6月公開ということですが、これは絶対良い映画に違いないと思います。
楽しみですね。(それにしても辻井君はいろんな良い仕事をこなしていますね…!)

雑記 : 18:28 : comments (x) : trackback (x)
引き続きの近況

辻井君の全国ツアーが続いていますが、先日の大阪公演が終わったあたりからどこからともなく私のところにも反響が聞こえてきました。カプースチンの反響が衝撃的なほどですね。
なるほど、考えてみれば大阪はカプースチン受容史的に見ても重要な存在を占めてきただけあって、やっぱり理解も早く反応も活発なのでしょうか。また、後半戦は辻井君の演奏にもますます磨きがかかってきているのではないかと想像できます。

まだリサイタル・ツアーは4公演ほど残っていると思いますが、それとは別に今日は下野竜也さん指揮でグリーグのコンチェルトを弾いているはずです。とにかく忙しいピアニストです。

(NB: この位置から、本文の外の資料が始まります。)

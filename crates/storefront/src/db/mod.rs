//! Database operations for storefront `PostgreSQL`.
//!
//! # Database: `np_storefront`
//!
//! Stores local data only (Shopify is source of truth for products/orders):
//!
//! ## Tables
//!
//! - `users` - Site authentication (separate from Shopify customers)
//! - `sessions` - Tower-sessions storage
//! - `user_credentials` - `WebAuthn` passkeys
//! - `password_reset_tokens`
//! - `email_verification_codes`
//! - `addresses` - User shipping/billing addresses
//! - `shopify_cart_cache` - Persist Shopify cart IDs across sessions
//!
//! # Migrations
//!
//! Migrations are stored in `crates/storefront/migrations/` and run via:
//! ```bash
//! cargo run -p naked-pineapple-cli -- migrate storefront
//! ```

use std::time::Duration;

use secrecy::ExposeSecret;
use sqlx::PgPool;
use sqlx::postgres::PgPoolOptions;

/// Create a `PostgreSQL` connection pool with sensible defaults.
///
/// # Arguments
///
/// * `database_url` - `PostgreSQL` connection string (wrapped in `SecretString`)
///
/// # Errors
///
/// Returns `sqlx::Error` if the connection cannot be established.
pub async fn create_pool(database_url: &secrecy::SecretString) -> Result<PgPool, sqlx::Error> {
    PgPoolOptions::new()
        .max_connections(10)
        .min_connections(2)
        .acquire_timeout(Duration::from_secs(10))
        .connect(database_url.expose_secret())
        .await
}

さて私の近況はと言えば、数日前にようやく約7万字の本の原稿をほぼ書き上げたところです。論文と書簡をずいぶん読み返しました。まだまだ一息つけるような状況ではありませんが、出版物の発売については近いうちに皆さんにも具体的なことをお知らせできる時が来ると思います。

それとともに、カプースチンの「ピアノ曲全曲録音」シリーズ第2弾の録音も間近です。1月末にリリースされた第1弾がお陰様で「レコード芸術」3月号の特選盤に選ばれたばかりですが、休む暇もなく次のCDの録音日がもう1ヶ月を切っています。また世界初録音の曲も含まれるので現在奮闘中ですが、日々これ発見の連続でもあります。カプースチンの楽曲解釈には曲への深い洞察が必要なのです。
とにかく、今回はCD発売記念イベントをやる暇もないようなスケジュールでしたが、Vol.2が出る時にはぜひ何かやれたら良いなと思っています。

雑記 : 14:01 : comments (x) : trackback (x)
辻井伸行サントリーホール2日目終了!

「辻井伸行リサイタル」は2日連続のサントリーホール公演も昨日無事に終了しました。




サントリーホールのバックステージもすっかりおなじみの場所になりましたね。

今回プログラムで初めて取り上げたカプースチンの『8つのエチュード』(全曲)もまずまず評判良かったようです。
このエチュードは本当は弾くだけでも大変な曲なのですから…。(ここだけの話ですが。)

アンコールにまたショパンが聴けたのも美しい時間の共有だったし、2曲目にはカーネギーホールで初披露した自作の懐かしい『ジェニーへのオマージュ』を演奏してくれたのも気の利いた選曲でした。


昨日の夕食はサプライズ&ハプニングだらけで大騒ぎに盛り上がってしまいましたが、本当に楽しいひと時で、5時間があっという間に過ぎました。




お店が伸行君をこんなに祝福して待ってくれていたとは!(誰も予想していませんでした。後ろのクマは約2メートル。そしてこのケーキは巨大!)


私たちがお祝いしているように見えますが、これはすべてお店からのサプライズとお祝いの演出なのでした。凄かった。

そして、お店にはいつ子さん(伸行君のお母様)の親しい仲間の方々が偶然居合わせて、ほぼずっと大騒ぎ。(笑)
あれほどの宴会は私も久しぶりでした。
有意義な出会いもあったし、素晴らしい一日となりました。

とりあえず、伸行君のリサイタル・ツアーもこれで前半が一段落。
一日休んで、また明後日から後半が始まって月末の沖縄公演まで続きます。